Policy and Guidelines for Prevention and Management of Substance Abuse in the Nursing Education Community

Policy: In order to facilitate the management of substance abuse problems, schools of nursing should adopt a written, comprehensive, and equitable substance abuse policy for students, faculty and staff. The policy should be based on: 1) the assumption that addiction is an illness that can be successfully treated and that individuals can be returned to a productive level of functioning; and 2) the philosophy that schools of nursing are committed to assisting their students and employees with recovery. The policy should incorporate prevention and education, identification of individuals with possible abuse problems, evaluation and referral for treatment, and provide for re-entry to work or to school upon successful completion of rehabilitation. For those whose performance is impaired and who are unable or unwilling to be rehabilitated, disciplinary procedures are appropriate. The policy must comply with local, state and federal laws, and should accommodate the requirements of the parent organization and clinical sites. The same policy generally should be applied to all, but variations may be necessary to address tenure, collective bargaining, civil service, licensing, professional association, and other requirements. For maximum credibility and accessibility, the policy should be developed with input from all those affected as well as the human resources department, treatment experts, and legal professionals.

Created in the Fall of 1992, the American Association of Colleges of Nursing's (AACN) Substance Abuse Task Force was charged with developing a policy statement to address the problem of substance abuse in the nursing education community. AACN's Board of Directors recognized that nursing education reflects the society in which schools of nursing exist and that substance abuse is a universal health problem that affects all segments of society, including students, faculty, and staff in schools of nursing.

1. Background

Substance abuse and its sequelae, addictive illness, can lead to serious physical, psychological, and social problems ranging from loss of employment to death. High school and college students are in the segment of the population most at risk: of the 13.9 million illicit drug users in the United States, the highest rate of use is for those between the ages of 16-20, the same age group that includes the highest rate of heavy drinkers (Substance Abuse and Mental Health Services Administration, 1997). It is estimated that in 1995 alcohol abuse costs imposed a $166.5 billion burden on the U.S. economy. In addition, drug abuse costs are estimated at $109.8 billion (National Institute on Drug Abuse, 1998). The cost of human suffering is inestimable.

Substance abuse is a major issue for nursing students, faculty, and staff, and can compromise the learning environment.
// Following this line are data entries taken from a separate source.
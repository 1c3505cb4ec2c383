use core::fmt::Debug;

use q931_core::Longtime;

/// Pending timers kept in a list sorted by expiry.
/// Each key names its owner and the timer kind; starting a pending key moves it.
pub struct TimerSet<K> {
    pending: Vec<(Longtime, K)>,
}

impl<K: Copy + PartialEq + Debug> TimerSet<K> {
    pub fn new() -> Self {
        TimerSet { pending: Vec::new() }
    }

    /// Start or restart `key` to expire at the absolute time `expires`
    pub fn start(&mut self, key: K, expires: Longtime) {
        self.stop(key);
        // Insert after timers with the same expiry so equal deadlines fire in start order
        let pos = self.pending.iter().position(|(t, _)| *t > expires).unwrap_or(self.pending.len());
        tracing::trace!("start {:?} at {}", key, expires);
        self.pending.insert(pos, (expires, key));
    }

    pub fn start_delta(&mut self, key: K, delta: Longtime, now: Longtime) {
        self.start(key, now + delta);
    }

    /// Stop `key` if pending
    pub fn stop(&mut self, key: K) {
        if let Some(pos) = self.pending.iter().position(|(_, k)| *k == key) {
            tracing::trace!("stop {:?}", key);
            self.pending.remove(pos);
        }
    }

    /// Stop every pending key matching `pred`
    pub fn stop_matching(&mut self, pred: impl Fn(&K) -> bool) {
        self.pending.retain(|(_, k)| !pred(k));
    }

    pub fn is_pending(&self, key: K) -> bool {
        self.pending.iter().any(|(_, k)| *k == key)
    }

    pub fn expiry(&self, key: K) -> Option<Longtime> {
        self.pending.iter().find(|(_, k)| *k == key).map(|(t, _)| *t)
    }

    /// Remove and return the earliest timer that has expired at `now`.
    /// Callers fire one timer at a time and ask again, since firing may start or stop others.
    pub fn pop_expired(&mut self, now: Longtime) -> Option<K> {
        match self.pending.first() {
            Some((t, _)) if *t <= now => Some(self.pending.remove(0).1),
            _ => None,
        }
    }

    /// Time from `now` until the next expiry, None when nothing is pending
    pub fn next_timer(&self, now: Longtime) -> Option<Longtime> {
        self.pending.first().map(|(t, _)| (*t - now).max(0))
    }

    pub fn len(&self) -> usize {
        self.pending.len()
    }

    pub fn is_empty(&self) -> bool {
        self.pending.is_empty()
    }
}

impl<K: Copy + PartialEq + Debug> Default for TimerSet<K> {
    fn default() -> Self {
        Self::new()
    }
}

#[cfg(test)]
mod tests {
    use super::*;
    use q931_core::debug;

    #[test]
    fn test_fires_in_expiry_order() {
        debug::setup_logging_verbose();
        let mut timers = TimerSet::new();
        timers.start('a', 100);
        timers.start('b', 50);
        timers.start('c', 200);

        let mut fired = vec![];
        while let Some(k) = timers.pop_expired(120) {
            fired.push(k);
        }
        assert_eq!(fired, vec!['b', 'a']);
        assert!(timers.is_pending('c'));
        assert_eq!(timers.next_timer(120), Some(80));
    }

    #[test]
    fn test_restart_moves_timer() {
        debug::setup_logging_verbose();
        let mut timers = TimerSet::new();
        timers.start(1, 10);
        timers.start(2, 20);
        timers.start(1, 30);
        assert_eq!(timers.len(), 2);
        assert_eq!(timers.pop_expired(25), Some(2));
        assert_eq!(timers.pop_expired(25), None);
        assert_eq!(timers.expiry(1), Some(30));
    }

    #[test]
    fn test_stop_is_idempotent() {
        let mut timers = TimerSet::new();
        timers.start_delta(7u8, 5, 100);
        timers.stop(7);
        timers.stop(7);
        assert!(timers.is_empty());
        assert_eq!(timers.next_timer(0), None);
    }

    #[test]
    fn test_equal_expiry_keeps_start_order() {
        let mut timers = TimerSet::new();
        timers.start('x', 10);
        timers.start('y', 10);
        assert_eq!(timers.pop_expired(10), Some('x'));
        assert_eq!(timers.pop_expired(10), Some('y'));
    }
}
Because an affected student, faculty member or staff person may have impaired judgement and skills, appropriate management of abuse and addiction is critical for nursing education and practice.

The complexities inherent in addressing substance abuse in nursing education are multiplied by the different needs and interests of those involved. A substance abuse policy must include consideration of legal, ethical, professional, financial, and academic issues including:

  • Confidentiality of records and privacy (42 USCA Secs 290ee-3 and 290dd-3);
  • Collective bargaining, union, civil service, and tenure;
  • Anti-discrimination laws and agencies [American with Disabilities Act (ADA) (PL 101-336) 42 USCA Sec. 12101 et seq., Equal Employment Opportunity Commission (T. VII, 42 USCA Sec. 2000e), Secs. 503 and 504 of the Rehabilitation Act of 1973, 29 USCA Sec. 701 et seq.);
  • Drug Free Workplace Act of 1988 (41 USCA Sec. 701 et seq.) that requires a drug free workplace for recipients of federal funds;
  • Safety laws (Occupational Safety and Health Act, 29 USCA Sec. 651 et seq.)
  • State requirements;
  • Requirements of accrediting bodies, licensing agencies, and professional organizations;
  • Campus police and law enforcement agencies;
  • Policies of the school of nursing's parent institution and clinical training and practice sites;
  • Institutional and individual liability;
  • Health insurance coverage.

2. Assumptions and Principles

The general assumptions and principles used by the Task Force in developing this Policy and Guidelines on substance abuse are that:

  • Substance abuse compromises both the educational process and patient care and must be addressed by schools of nursing;
  • Academic units in nursing have a commitment to and a unique role in the identification of abuse, intervention, referral for treatment, and monitoring of recovering individuals;
  • Addicted persons need help to recognize the consequences of their substance use;
  • Addiction is a treatable illness, and rehabilitative and therapeutic approaches are effective in facilitating recovery;
  • Individuals with addictive illnesses should receive an opportunity for treatment in lieu of, or before, disciplinary action.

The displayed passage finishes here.